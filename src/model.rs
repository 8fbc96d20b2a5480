//! Data carried through the pipeline: chapters in, pages through, documents out.

use serde::{Deserialize, Serialize};
use std::fmt;

/// Descriptive metadata of a chapter, embedded into the assembled document.
#[derive(Debug, Clone, Default, PartialEq, Eq, Serialize, Deserialize)]
pub struct ChapterMetadata {
    /// Title of the series the chapter belongs to.
    pub title: String,
    pub authors: Vec<String>,
    /// Chapter number as published ("12", "12.5", "Extra").
    pub chapter_number: String,
    /// Translation language code, e.g. "en".
    pub language: Option<String>,
    pub tags: Vec<String>,
}

impl ChapterMetadata {
    pub fn new(title: impl Into<String>, chapter_number: impl Into<String>) -> Self {
        Self {
            title: title.into(),
            chapter_number: chapter_number.into(),
            ..Default::default()
        }
    }

    pub fn with_authors<I, S>(mut self, authors: I) -> Self
    where
        I: IntoIterator<Item = S>,
        S: Into<String>,
    {
        self.authors = authors.into_iter().map(Into::into).collect();
        self
    }

    pub fn with_language(mut self, language: impl Into<String>) -> Self {
        self.language = Some(language.into());
        self
    }

    pub fn with_tags<I, S>(mut self, tags: I) -> Self
    where
        I: IntoIterator<Item = S>,
        S: Into<String>,
    {
        self.tags = tags.into_iter().map(Into::into).collect();
        self
    }

    /// "Title - Chapter N", the document title.
    pub fn document_title(&self) -> String {
        format!("{} - Chapter {}", self.title, self.chapter_number)
    }
}

/// One chapter to download: an id, its pages in reading order, and metadata.
#[derive(Debug, Clone, PartialEq, Eq, Serialize, Deserialize)]
pub struct Chapter {
    pub id: String,
    pub image_urls: Vec<String>,
    pub metadata: ChapterMetadata,
}

impl Chapter {
    pub fn new(id: impl Into<String>, image_urls: Vec<String>, metadata: ChapterMetadata) -> Self {
        Self {
            id: id.into(),
            image_urls,
            metadata,
        }
    }
}

/// Per-image state inside one batch attempt.
#[derive(Debug, Clone, Copy, PartialEq, Eq, Hash, Serialize, Deserialize)]
pub enum TaskStatus {
    Pending,
    Fetched,
    Rejected,
    Converted,
    Failed,
}

impl TaskStatus {
    pub fn is_terminal(self) -> bool {
        matches!(
            self,
            TaskStatus::Rejected | TaskStatus::Converted | TaskStatus::Failed
        )
    }
}

/// An image scheduled for download. The index fixes its page position.
#[derive(Debug, Clone, PartialEq, Eq)]
pub struct ImageTask {
    pub url: String,
    pub index: usize,
    pub status: TaskStatus,
}

impl ImageTask {
    pub fn new(index: usize, url: impl Into<String>) -> Self {
        Self {
            url: url.into(),
            index,
            status: TaskStatus::Pending,
        }
    }

    /// Move to `next` if the transition is allowed; returns whether it was.
    ///
    /// `Pending -> Fetched -> {Rejected, Converted, Failed}`. A task may also
    /// fail straight from `Pending`. Terminal states never change.
    pub fn advance(&mut self, next: TaskStatus) -> bool {
        let allowed = match (self.status, next) {
            (TaskStatus::Pending, TaskStatus::Fetched | TaskStatus::Failed) => true,
            (TaskStatus::Fetched, s) => s.is_terminal(),
            _ => false,
        };
        if allowed {
            self.status = next;
        }
        allowed
    }
}

/// Bytes returned by a content source.
#[derive(Debug, Clone, Default, PartialEq, Eq)]
pub struct ImageBytes {
    pub data: Vec<u8>,
    /// Length announced by the transport (e.g. `Content-Length`), if any.
    pub declared_len: Option<u64>,
}

impl From<Vec<u8>> for ImageBytes {
    fn from(data: Vec<u8>) -> Self {
        Self {
            data,
            declared_len: None,
        }
    }
}

/// Raster formats the quality gate recognises by signature.
#[derive(Debug, Clone, Copy, PartialEq, Eq, Hash, Serialize, Deserialize)]
pub enum ImageFormatKind {
    Png,
    Jpeg,
    Gif,
    WebP,
}

impl ImageFormatKind {
    /// Identify the format from the leading magic bytes.
    pub fn sniff(bytes: &[u8]) -> Option<Self> {
        if bytes.starts_with(b"\x89PNG\r\n\x1a\n") {
            Some(ImageFormatKind::Png)
        } else if bytes.starts_with(&[0xFF, 0xD8, 0xFF]) {
            Some(ImageFormatKind::Jpeg)
        } else if bytes.starts_with(b"GIF87a") || bytes.starts_with(b"GIF89a") {
            Some(ImageFormatKind::Gif)
        } else if bytes.len() >= 12 && &bytes[..4] == b"RIFF" && &bytes[8..12] == b"WEBP" {
            Some(ImageFormatKind::WebP)
        } else {
            None
        }
    }

    pub fn image_format(self) -> image::ImageFormat {
        match self {
            ImageFormatKind::Png => image::ImageFormat::Png,
            ImageFormatKind::Jpeg => image::ImageFormat::Jpeg,
            ImageFormatKind::Gif => image::ImageFormat::Gif,
            ImageFormatKind::WebP => image::ImageFormat::WebP,
        }
    }
}

impl fmt::Display for ImageFormatKind {
    fn fmt(&self, f: &mut fmt::Formatter<'_>) -> fmt::Result {
        let s = match self {
            ImageFormatKind::Png => "png",
            ImageFormatKind::Jpeg => "jpeg",
            ImageFormatKind::Gif => "gif",
            ImageFormatKind::WebP => "webp",
        };
        f.write_str(s)
    }
}

/// A downloaded image before validation.
#[derive(Debug, Clone, PartialEq, Eq)]
pub struct RawImage {
    pub index: usize,
    pub bytes: Vec<u8>,
    pub declared_len: Option<u64>,
    /// Format identified from the leading bytes, `None` if unrecognised.
    pub signature: Option<ImageFormatKind>,
}

impl RawImage {
    pub fn new(index: usize, payload: ImageBytes) -> Self {
        let signature = ImageFormatKind::sniff(&payload.data);
        Self {
            index,
            bytes: payload.data,
            declared_len: payload.declared_len,
            signature,
        }
    }
}

/// A validated page in canonical (PNG) form, ready for assembly.
#[derive(Debug, Clone, PartialEq, Eq)]
pub struct NormalizedPage {
    pub index: usize,
    pub png: Vec<u8>,
    pub width: u32,
    pub height: u32,
}

/// An assembled, verified document.
#[derive(Debug, Clone, PartialEq, Eq)]
pub struct Document {
    pub bytes: Vec<u8>,
    /// Sequence indices in page order.
    pub page_indices: Vec<usize>,
    pub metadata: ChapterMetadata,
}

impl Document {
    pub fn page_count(&self) -> usize {
        self.page_indices.len()
    }
}
#[tokio::test]
async fn test_cancellation_mid_batch_stops_after_converted_pages() {
    init_tracing();
    let token = CancellationToken::new();
    let converting = Arc::new(AtomicUsize::new(0));
    let sink = {
        let token = token.clone();
        let converting = Arc::clone(&converting);
        move |event: &ProgressEvent| {
            if event.stage == BatchState::Converting
                && converting.fetch_add(1, Ordering::SeqCst) + 1 == 2
            {
                token.cancel();
            }
        }
    };
    let config = config()
        .max_concurrent_downloads(1)
        .progress(Arc::new(sink))
        .build()
        .unwrap();
    let cdn = Arc::new(FakeCdn::healthy(5));
    let store = Arc::new(MemoryStore::default());
    let pipeline = ChapterPipeline::new(config, cdn.clone())
        .with_store(store.clone())
        .with_cancellation(token.clone());

    let report = pipeline.process_chapter(&chapter("c1", 5)).await.unwrap();

    assert_eq!(report.outcome, BatchOutcome::Cancelled);
    assert_eq!(report.stats.converted, 2);
    assert_eq!(cdn.total_calls(), 2);
    assert!(report.pages[2..]
        .iter()
        .all(|p| p.error == Some(PageError::Cancelled { index: p.index })));

    assert!(store.documents.lock().unwrap().is_empty());
    assert_eq!(store.outcomes.lock().unwrap()[0].state, BatchState::Cancelled);
}

#[tokio::test]
async fn test_integrity_failure_exhausts_every_budget() {
    init_tracing();
    let encoder = Arc::new(TruncatingEncoder::default());
    let config = config()
        .max_assembly_retries(2)
        .max_batch_retries(1)
        .build()
        .unwrap();
    let store = Arc::new(MemoryStore::default());
    let pipeline = ChapterPipeline::new(config, Arc::new(FakeCdn::healthy(2)))
        .with_encoder(encoder.clone())
        .with_store(store.clone());

    let report = pipeline.process_chapter(&chapter("c1", 2)).await.unwrap();

    let BatchOutcome::Failed { error } = &report.outcome else {
        panic!("expected Failed, got {:?}", report.state());
    };
    assert!(
        matches!(error, BatchError::AllAttemptsExhausted { attempts: 2, last_error } if last_error.contains("%%EOF")),
        "got {error}"
    );
    assert_eq!(encoder.calls.load(Ordering::SeqCst), 6);
    assert_eq!(report.stats.batch_attempts, 2);
    assert_eq!(report.stats.assembly_retries, 4);
    assert!(store.documents.lock().unwrap().is_empty());
    assert_eq!(store.outcomes.lock().unwrap()[0].state, BatchState::Failed);
}

// ── Concurrency and ordering ────────────────────────────────────────────────

#[tokio::test(flavor = "multi_thread", worker_threads = 4)]
async fn test_concurrent_fetches_respect_limit() {
    let mut cdn = FakeCdn::default();
    for i in 0..12 {
        cdn = cdn.with(i, Reply::Image { index: i, delay_ms: 20 });
    }
    let cdn = Arc::new(cdn);
    let config = config().max_concurrent_downloads(3).build().unwrap();
    let pipeline = ChapterPipeline::new(config, cdn.clone());

    let report = pipeline.process_chapter(&chapter("c1", 12)).await.unwrap();

    assert!(report.outcome.is_done());
    assert!(cdn.max_in_flight() <= 3, "saw {}", cdn.max_in_flight());
    assert!(cdn.max_in_flight() >= 1);
}
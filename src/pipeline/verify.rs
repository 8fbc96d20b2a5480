//! IntegrityVerifier: structural check of an assembled PDF.
//!
//! Only the markers are inspected. A document that starts with `%PDF-` and
//! carries `%%EOF` near its end was at least written to completion; this
//! catches truncated writes and encoders that died half-way, not content
//! errors.

use crate::error::IntegrityError;

/// Canonical start marker.
pub const HEADER: &[u8] = b"%PDF-";

/// Canonical end-of-file marker.
pub const TRAILER: &[u8] = b"%%EOF";

/// How far from the end the trailer may sit. Writers append a newline or
/// two after `%%EOF`, and incremental updates may add a little more.
pub const TRAILER_WINDOW: usize = 2048;

/// Verify the start and end markers of `bytes`.
pub fn verify(bytes: &[u8]) -> Result<(), IntegrityError> {
    if !bytes.starts_with(HEADER) {
        return Err(IntegrityError::MissingHeader);
    }
    let tail = &bytes[bytes.len().saturating_sub(TRAILER_WINDOW)..];
    if !tail.windows(TRAILER.len()).any(|w| w == TRAILER) {
        return Err(IntegrityError::MissingTrailer);
    }
    Ok(())
}
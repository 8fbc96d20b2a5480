//! Result types returned by the chapter pipeline.

use crate::error::{BatchError, PageError};
use crate::model::{Document, TaskStatus};
use crate::progress::BatchState;
use serde::{Deserialize, Serialize};

/// How a chapter batch ended.
#[derive(Debug, Clone, PartialEq, Eq)]
pub enum BatchOutcome {
    /// Every page made it into the document.
    Done { document: Document },

    /// A document was produced without the pages listed in `failed`.
    PartialFailure {
        document: Document,
        failed: Vec<PageError>,
    },

    /// No document was produced.
    Failed { error: BatchError },

    /// Cancellation was observed before the batch finished. Any document
    /// built before that point is discarded.
    Cancelled,
}

impl BatchOutcome {
    /// The terminal [`BatchState`] this outcome corresponds to.
    pub fn state(&self) -> BatchState {
        match self {
            BatchOutcome::Done { .. } => BatchState::Done,
            BatchOutcome::PartialFailure { .. } => BatchState::PartialFailure,
            BatchOutcome::Failed { .. } => BatchState::Failed,
            BatchOutcome::Cancelled => BatchState::Cancelled,
        }
    }

    pub fn document(&self) -> Option<&Document> {
        match self {
            BatchOutcome::Done { document } | BatchOutcome::PartialFailure { document, .. } => {
                Some(document)
            }
            _ => None,
        }
    }

    pub fn is_done(&self) -> bool {
        matches!(self, BatchOutcome::Done { .. })
    }
}

/// Final status of one page within the last batch attempt.
#[derive(Debug, Clone, PartialEq, Eq, Serialize, Deserialize)]
pub struct PageOutcome {
    /// 0-based sequence index.
    pub index: usize,
    pub url: String,
    pub status: TaskStatus,
    /// Fetch attempts spent on this page (0 if never started).
    pub attempts: u32,
    /// Set when `status` is `Rejected` or `Failed`.
    pub error: Option<PageError>,
}

/// Aggregate statistics for one chapter.
#[derive(Debug, Clone, Default, PartialEq, Eq, Serialize, Deserialize)]
pub struct BatchStats {
    /// Batch attempts made, including the first.
    pub batch_attempts: u32,
    /// Fetch retries summed over all pages and batch attempts.
    pub fetch_retries: u32,
    /// Assembly retries summed over all batch attempts.
    pub assembly_retries: u32,
    /// Pages converted in the final attempt.
    pub converted: usize,
    /// Pages turned away by the quality gate in the final attempt.
    pub rejected: usize,
    /// Pages that failed to fetch or convert in the final attempt.
    pub failed: usize,
    /// Wall-clock time for the whole chapter in milliseconds.
    pub duration_ms: u64,
}

/// Everything the pipeline knows about one processed chapter.
#[derive(Debug, Clone, PartialEq, Eq)]
pub struct ChapterReport {
    pub chapter_id: String,
    pub outcome: BatchOutcome,
    /// One entry per image URL, in sequence order.
    pub pages: Vec<PageOutcome>,
    pub stats: BatchStats,
}

impl ChapterReport {
    pub fn state(&self) -> BatchState {
        self.outcome.state()
    }

    /// Sequence indices that did not make it into the document.
    pub fn failed_indices(&self) -> Vec<usize> {
        self.pages
            .iter()
            .filter(|p| p.status != TaskStatus::Converted)
            .map(|p| p.index)
            .collect()
    }

    /// A compact, serialisable summary for [`crate::store::DocumentStore::record_outcome`].
    pub fn status(&self) -> BatchStatus {
        let error = match &self.outcome {
            BatchOutcome::Failed { error } => Some(error.to_string()),
            _ => None,
        };
        BatchStatus {
            chapter_id: self.chapter_id.clone(),
            state: self.state(),
            pages_total: self.pages.len(),
            pages_included: self
                .outcome
                .document()
                .map(Document::page_count)
                .unwrap_or(0),
            failed_indices: match self.outcome {
                BatchOutcome::Cancelled => Vec::new(),
                _ => self.failed_indices(),
            },
            error,
            stats: self.stats.clone(),
        }
    }
}

/// Serialisable terminal status of a chapter, as recorded by a store.
#[derive(Debug, Clone, PartialEq, Eq, Serialize, Deserialize)]
pub struct BatchStatus {
    pub chapter_id: String,
    pub state: BatchState,
    pub pages_total: usize,
    pub pages_included: usize,
    pub failed_indices: Vec<usize>,
    #[serde(skip_serializing_if = "Option::is_none")]
    pub error: Option<String>,
    pub stats: BatchStats,
}
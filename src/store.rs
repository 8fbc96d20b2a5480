//! Persistence of finished documents and batch outcomes.
//!
//! The pipeline hands every `Done`/`PartialFailure` document to a
//! [`DocumentStore`] and records every terminal status through it. The
//! bundled [`FileStore`] writes into a single directory:
//!
//! ```text
//! out/
//!  ├─ One_Piece_Chapter_1044.pdf
//!  ├─ One_Piece_Chapter_1045.pdf
//!  └─ outcomes.jsonl      one BatchStatus per line
//! ```

use crate::error::ChapterPdfError;
use crate::model::{ChapterMetadata, Document};
use crate::output::BatchStatus;
use async_trait::async_trait;
use once_cell::sync::Lazy;
use regex::Regex;
use std::io::Write;
use std::path::{Path, PathBuf};
use tokio::io::AsyncWriteExt;
use tokio::sync::Mutex;
use tracing::{debug, info};

/// File the outcome log is appended to.
pub const OUTCOMES_FILE: &str = "outcomes.jsonl";

/// Runs of path-hostile characters, whitespace and underscores.
static RE_UNSAFE: Lazy<Regex> =
    Lazy::new(|| Regex::new(r#"[<>:"/\\|?*\x00-\x1F\s_]+"#).unwrap());

/// Receives finished documents and terminal batch statuses.
#[async_trait]
pub trait DocumentStore: Send + Sync {
    async fn store_document(
        &self,
        chapter_id: &str,
        document: &Document,
        metadata: &ChapterMetadata,
    ) -> Result<(), ChapterPdfError>;

    async fn record_outcome(
        &self,
        chapter_id: &str,
        status: &BatchStatus,
    ) -> Result<(), ChapterPdfError>;
}

/// `"<title>_Chapter_<n>.pdf"` with path-hostile characters removed.
pub fn document_file_name(metadata: &ChapterMetadata) -> String {
    let raw = format!("{}_Chapter_{}", metadata.title, metadata.chapter_number);
    let cleaned = RE_UNSAFE.replace_all(raw.trim(), "_");
    let stem = cleaned.trim_matches(|c| c == '.' || c == '_');
    if stem.is_empty() {
        "chapter.pdf".to_string()
    } else {
        format!("{stem}.pdf")
    }
}

/// A [`DocumentStore`] backed by one output directory.
#[derive(Debug)]
pub struct FileStore {
    dir: PathBuf,
    /// Serialises appends to the outcome log.
    log: Mutex<()>,
}

impl FileStore {
    pub fn new(dir: impl Into<PathBuf>) -> Self {
        Self {
            dir: dir.into(),
            log: Mutex::new(()),
        }
    }

    pub fn dir(&self) -> &Path {
        &self.dir
    }

    /// Where the document for `metadata` ends up.
    pub fn document_path(&self, metadata: &ChapterMetadata) -> PathBuf {
        self.dir.join(document_file_name(metadata))
    }

    pub fn outcomes_path(&self) -> PathBuf {
        self.dir.join(OUTCOMES_FILE)
    }

    async fn ensure_dir(&self) -> Result<(), ChapterPdfError> {
        tokio::fs::create_dir_all(&self.dir)
            .await
            .map_err(|e| ChapterPdfError::OutputWriteFailed {
                path: self.dir.clone(),
                source: e,
            })
    }
}

#[async_trait]
impl DocumentStore for FileStore {
    async fn store_document(
        &self,
        chapter_id: &str,
        document: &Document,
        metadata: &ChapterMetadata,
    ) -> Result<(), ChapterPdfError> {
        self.ensure_dir().await?;
        let path = self.document_path(metadata);
        let dir = self.dir.clone();
        let bytes = document.bytes.clone();

        // Atomic write: temp file in the target directory, then rename over
        let target = path.clone();
        tokio::task::spawn_blocking(move || -> std::io::Result<()> {
            let mut tmp = tempfile::Builder::new()
                .prefix(".chapter-")
                .suffix(".pdf.tmp")
                .tempfile_in(&dir)?;
            tmp.write_all(&bytes)?;
            tmp.as_file().sync_all()?;
            tmp.persist(&target).map_err(|e| e.error)?;
            Ok(())
        })
        .await
        .map_err(|e| ChapterPdfError::Internal(format!("store task failed: {e}")))?
        .map_err(|e| ChapterPdfError::OutputWriteFailed {
            path: path.clone(),
            source: e,
        })?;

        info!(
            "Chapter '{}': wrote {} ({} bytes)",
            chapter_id,
            path.display(),
            document.bytes.len()
        );
        Ok(())
    }

    async fn record_outcome(
        &self,
        chapter_id: &str,
        status: &BatchStatus,
    ) -> Result<(), ChapterPdfError> {
        self.ensure_dir().await?;
        let path = self.outcomes_path();
        let mut line = serde_json::to_string(status)
            .map_err(|e| ChapterPdfError::Internal(format!("serialise outcome: {e}")))?;
        line.push('\n');

        let write_err = |e| ChapterPdfError::OutputWriteFailed {
            path: path.clone(),
            source: e,
        };
        let _guard = self.log.lock().await;
        let mut file = tokio::fs::OpenOptions::new()
            .create(true)
            .append(true)
            .open(&path)
            .await
            .map_err(write_err)?;
        file.write_all(line.as_bytes()).await.map_err(write_err)?;
        file.flush().await.map_err(write_err)?;

        debug!("Chapter '{}': recorded outcome {}", chapter_id, status.state);
        Ok(())
    }
}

==================================================

**Work instruction**
In the entries above, find each line containing the string "before" and copy it.

**Output**
/// A downloaded image before validation.
    /// Cancellation was observed before the batch finished. Any document
    /// built before that point is discarded.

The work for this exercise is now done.